If you're certain that
... you can run Fisher's exact test in R like so:
First determine how many of the samples display each combination of mutations (A, B) (A-mut, B), (A, B-mut), (A-mut, B-mut)
# rows are A (unmutated, then mutated), columns are B (unmutated, then mutated)
counts <- matrix(
c(4500 - (90 + 550 + 810), # 3050 with no mutation
550, # (A-mut, B);
810, # (A, B-mut);
90 # (A-mut, B-mut)
), nrow = 2)
results <- fisher.test(counts)
Note that this is a two-tailed test: it determines if there are more comutated samples than expected, or less comutated samples than expected.

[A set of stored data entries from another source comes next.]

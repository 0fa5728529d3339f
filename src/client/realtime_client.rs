//! Realtime client
//!
//! `RealtimeClient` is the explicitly constructed context that owns one
//! logical realtime connection for an application session: the current
//! status, the auth token, the live outbound queue, the reconnect attempt
//! counter and the router holding every subscription.
//!
//! Lifecycle:
//! - `connect` spawns a supervisor task that opens the socket, runs the
//!   session and, when the session ends or the handshake fails, sleeps for
//!   the backoff delay and tries again. It never gives up on its own.
//! - `disconnect` is the only way to stop it. It bumps the connection
//!   generation so a superseded supervisor notices and exits, then either
//!   closes the live session (dropping the outbound queue makes the session
//!   send a close frame) or aborts the task mid-backoff. A session that is
//!   still closing is awaited by the next supervisor before it opens a new
//!   socket, so at most one socket is open at a time.
//! - Subscriptions live in the router, not in the session, so they survive
//!   any number of reconnects.
//!
//! The supervisor holds a clone of the shared state; call `disconnect`
//! before dropping the last client handle.

use std::fmt;
use std::sync::{Arc, Mutex, MutexGuard};
use std::time::Duration;

use serde::Serialize;
use serde::de::DeserializeOwned;
use tokio::runtime::Handle;
use tokio::sync::mpsc;
use tokio::task::JoinHandle;
use tracing::{debug, error, info, warn};
use tungstenite::protocol::Message as WsMessage;
use url::Url;

use crate::config::ConnectionSettings;
use crate::router::{Router, Subscription};
use crate::transport::message::{Envelope, TypedEnvelope};
use crate::transport::status::{ConnectionStatus, StatusListeners};
use crate::transport::websocket::{self, SessionEnd};
use crate::transport::Backoff;
use crate::utils::Result;

#[derive(Default)]
struct ConnectionState {
    status: ConnectionStatus,
    auth_token: Option<String>,
    outbound: Option<mpsc::UnboundedSender<WsMessage>>,
    reconnect_attempts: u32,
    /// Bumped by every `connect`/`disconnect`; a supervisor only touches
    /// state while its own generation is current.
    generation: u64,
    /// Bumped on every status change; orders status notifications.
    status_seq: u64,
    task: Option<JoinHandle<()>>,
    /// A session told to close by `disconnect` that may still be running.
    closing: Option<JoinHandle<()>>,
}

impl ConnectionState {
    /// Sets the status and returns the change's sequence number, or `None`
    /// if the status was already `status`.
    fn set_status(&mut self, status: ConnectionStatus) -> Option<u64> {
        if self.status == status {
            return None;
        }
        self.status = status;
        self.status_seq += 1;
        Some(self.status_seq)
    }
}

struct Inner {
    base_url: Url,
    token_param: String,
    backoff: Backoff,
    router: Router,
    listeners: StatusListeners,
    state: Mutex<ConnectionState>,
}

#[derive(Clone)]
pub struct RealtimeClient {
    inner: Arc<Inner>,
}

impl RealtimeClient {
    pub fn new(settings: &ConnectionSettings) -> Result<Self> {
        let base_url = Url::parse(&settings.url)?;
        Ok(Self {
            inner: Arc::new(Inner {
                base_url,
                token_param: settings.token_param.clone(),
                backoff: Backoff::from(settings),
                router: Router::new(),
                listeners: StatusListeners::default(),
                state: Mutex::new(ConnectionState::default()),
            }),
        })
    }

    /// Stores the credential used by the next (re)connect. An open session
    /// keeps the token it was opened with.
    pub fn set_auth_token(&self, token: Option<String>) {
        self.inner.lock().auth_token = token;
    }

    pub fn auth_token(&self) -> Option<String> {
        self.inner.lock().auth_token.clone()
    }

    pub fn status(&self) -> ConnectionStatus {
        self.inner.lock().status
    }

    pub fn reconnect_attempts(&self) -> u32 {
        self.inner.lock().reconnect_attempts
    }

    pub fn router(&self) -> &Router {
        &self.inner.router
    }

    /// Opens the connection. No-op while `Connected` or `Connecting`; while
    /// `Reconnecting` the pending backoff is skipped and a new attempt starts
    /// immediately. Must be called from within a Tokio runtime.
    pub fn connect(&self) {
        let Ok(runtime) = Handle::try_current() else {
            error!("connect called outside a Tokio runtime");
            return;
        };

        let (generation, seq, closing) = {
            let mut state = self.inner.lock();
            if matches!(
                state.status,
                ConnectionStatus::Connected | ConnectionStatus::Connecting
            ) {
                debug!(status = %state.status, "connect ignored");
                return;
            }
            if let Some(task) = state.task.take() {
                task.abort();
            }
            state.outbound = None;
            state.generation += 1;
            let seq = state.set_status(ConnectionStatus::Connecting);
            (state.generation, seq, state.closing.take())
        };

        info!(url = %self.inner.base_url, "connecting");
        self.inner.notify(seq, ConnectionStatus::Connecting);

        let task = runtime.spawn(supervise(self.inner.clone(), generation, closing));
        let mut state = self.inner.lock();
        if state.generation == generation {
            state.task = Some(task);
        } else {
            task.abort();
        }
    }

    /// Stops the connection and any pending reconnect. Subscriptions are kept.
    pub fn disconnect(&self) {
        let (stale, seq) = {
            let mut state = self.inner.lock();
            state.generation += 1;
            state.reconnect_attempts = 0;
            let stale = match (state.task.take(), state.outbound.take()) {
                // the session closes the socket once its queue is gone
                (Some(session), Some(outbound)) => {
                    drop(outbound);
                    state.closing = Some(session);
                    None
                }
                (task, _) => task,
            };
            (stale, state.set_status(ConnectionStatus::Disconnected))
        };

        if let Some(task) = stale {
            task.abort();
        }

        if seq.is_some() {
            info!("disconnected");
            self.inner.notify(seq, ConnectionStatus::Disconnected);
        }
    }

    /// Wraps `payload` in an envelope for `topic` and queues it on the live
    /// session. Returns `false` when not connected or the payload does not
    /// serialize; nothing is buffered for later.
    pub fn send<P: Serialize>(&self, topic: &str, payload: P) -> bool {
        let payload = match serde_json::to_value(payload) {
            Ok(value) => value,
            Err(e) => {
                warn!(topic, "cannot serialize payload: {e}");
                return false;
            }
        };
        let text = match Envelope::new(topic, payload).encode() {
            Ok(text) => text,
            Err(e) => {
                warn!(topic, "cannot encode envelope: {e}");
                return false;
            }
        };

        let state = self.inner.lock();
        match (&state.outbound, state.status) {
            (Some(outbound), ConnectionStatus::Connected) => {
                outbound.send(WsMessage::text(text)).is_ok()
            }
            (_, status) => {
                debug!(topic, %status, "send while not connected");
                false
            }
        }
    }

    /// Registers a callback for every status transition.
    pub fn on_status_change<F>(&self, listener: F) -> Subscription
    where
        F: Fn(ConnectionStatus) + Send + Sync + 'static,
    {
        self.inner.listeners.add(listener)
    }

    pub fn subscribe<F>(&self, topic: &str, handler: F) -> Subscription
    where
        F: Fn(&Envelope) + Send + Sync + 'static,
    {
        self.inner.router.subscribe(topic, handler)
    }

    pub fn subscribe_typed<T, F>(&self, topic: &str, handler: F) -> Subscription
    where
        T: DeserializeOwned + 'static,
        F: Fn(TypedEnvelope<T>) + Send + Sync + 'static,
    {
        self.inner.router.subscribe_typed(topic, handler)
    }

    pub fn subscribe_all<F>(&self, handler: F) -> Subscription
    where
        F: Fn(&Envelope) + Send + Sync + 'static,
    {
        self.inner.router.subscribe_all(handler)
    }
}

impl fmt::Debug for RealtimeClient {
    fn fmt(&self, f: &mut fmt::Formatter<'_>) -> fmt::Result {
        let state = self.inner.lock();
        f.debug_struct("RealtimeClient")
            .field("url", &self.inner.base_url.as_str())
            .field("status", &state.status)
            .field("reconnect_attempts", &state.reconnect_attempts)
            .finish()
    }
}

impl Inner {
    fn lock(&self) -> MutexGuard<'_, ConnectionState> {
        self.state
            .lock()
            .unwrap_or_else(|poisoned| poisoned.into_inner())
    }

    fn notify(&self, seq: Option<u64>, status: ConnectionStatus) {
        if let Some(seq) = seq {
            self.listeners.notify(seq, status);
        }
    }

    fn endpoint(&self) -> Url {
        let state = self.lock();
        websocket::endpoint(&self.base_url, &self.token_param, state.auth_token.as_deref())
    }

    fn is_current(&self, generation: u64) -> bool {
        self.lock().generation == generation
    }

    fn mark_connected(&self, generation: u64, outbound: mpsc::UnboundedSender<WsMessage>) -> bool {
        let seq = {
            let mut state = self.lock();
            if state.generation != generation {
                return false;
            }
            state.outbound = Some(outbound);
            state.reconnect_attempts = 0;
            state.set_status(ConnectionStatus::Connected)
        };
        info!(url = %self.base_url, "connected");
        self.notify(seq, ConnectionStatus::Connected);
        true
    }

    /// Records a failed attempt and returns the attempt number and delay
    /// before the next one, or `None` if this supervisor was superseded.
    fn schedule_retry(&self, generation: u64) -> Option<(u32, Duration)> {
        let (attempt, delay, seq) = {
            let mut state = self.lock();
            if state.generation != generation {
                return None;
            }
            let delay = self.backoff.delay(state.reconnect_attempts);
            state.reconnect_attempts = state.reconnect_attempts.saturating_add(1);
            state.outbound = None;
            let seq = state.set_status(ConnectionStatus::Reconnecting);
            (state.reconnect_attempts, delay, seq)
        };
        self.notify(seq, ConnectionStatus::Reconnecting);
        Some((attempt, delay))
    }

    fn begin_attempt(&self, generation: u64) -> bool {
        let seq = {
            let mut state = self.lock();
            if state.generation != generation {
                return false;
            }
            state.set_status(ConnectionStatus::Connecting)
        };
        self.notify(seq, ConnectionStatus::Connecting);
        true
    }
}

/// Upper bound on waiting for a previous session to finish closing.
const CLOSE_GRACE: Duration = Duration::from_secs(5);

async fn supervise(inner: Arc<Inner>, generation: u64, closing: Option<JoinHandle<()>>) {
    if let Some(mut previous) = closing {
        if tokio::time::timeout(CLOSE_GRACE, &mut previous).await.is_err() {
            warn!("previous session did not close in time");
            previous.abort();
        }
    }

    loop {
        let url = inner.endpoint();
        match websocket::open(&url).await {
            Ok(stream) => {
                let (tx, rx) = mpsc::unbounded_channel::<WsMessage>();
                if !inner.mark_connected(generation, tx) {
                    return;
                }
                let end = websocket::run_session(stream, rx, &inner.router).await;
                if !inner.is_current(generation) {
                    debug!(?end, "session ended after disconnect");
                    return;
                }
                match end {
                    SessionEnd::Failed(e) => warn!("realtime session failed: {e}"),
                    other => warn!(end = ?other, "realtime session ended"),
                }
            }
            Err(e) => warn!("connect attempt failed: {e}"),
        }

        let Some((attempt, delay)) = inner.schedule_retry(generation) else {
            return;
        };
        info!(attempt, delay_ms = delay.as_millis() as u64, "reconnecting");
        tokio::time::sleep(delay).await;

        if !inner.begin_attempt(generation) {
            return;
        }
    }
}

If you have prior reason to expect exclusivity between the two genes, you can do a one-tailed test:
fisher.test(counts, alternative = "less")
On the back-of-the-envelope, you could reason as follows:
4500 samples, ~ 15% are A-mut, ~ 20% are B-mut; so you'd expect around 3% of the samples to be comutated; but you've only observed 2%. To me, this doesn't sound too impressive, but since you've used so many samples, it is pretty impressive.
Are the samples all from the same dataset?
thanks a lot for the reply and the clear explanation. So, if the p-value is less than 0.05 it is seen as they are mutually exclusive. Am I right?
No. There is evidence that they are mutually exclusive, under the many many assumptions of the test.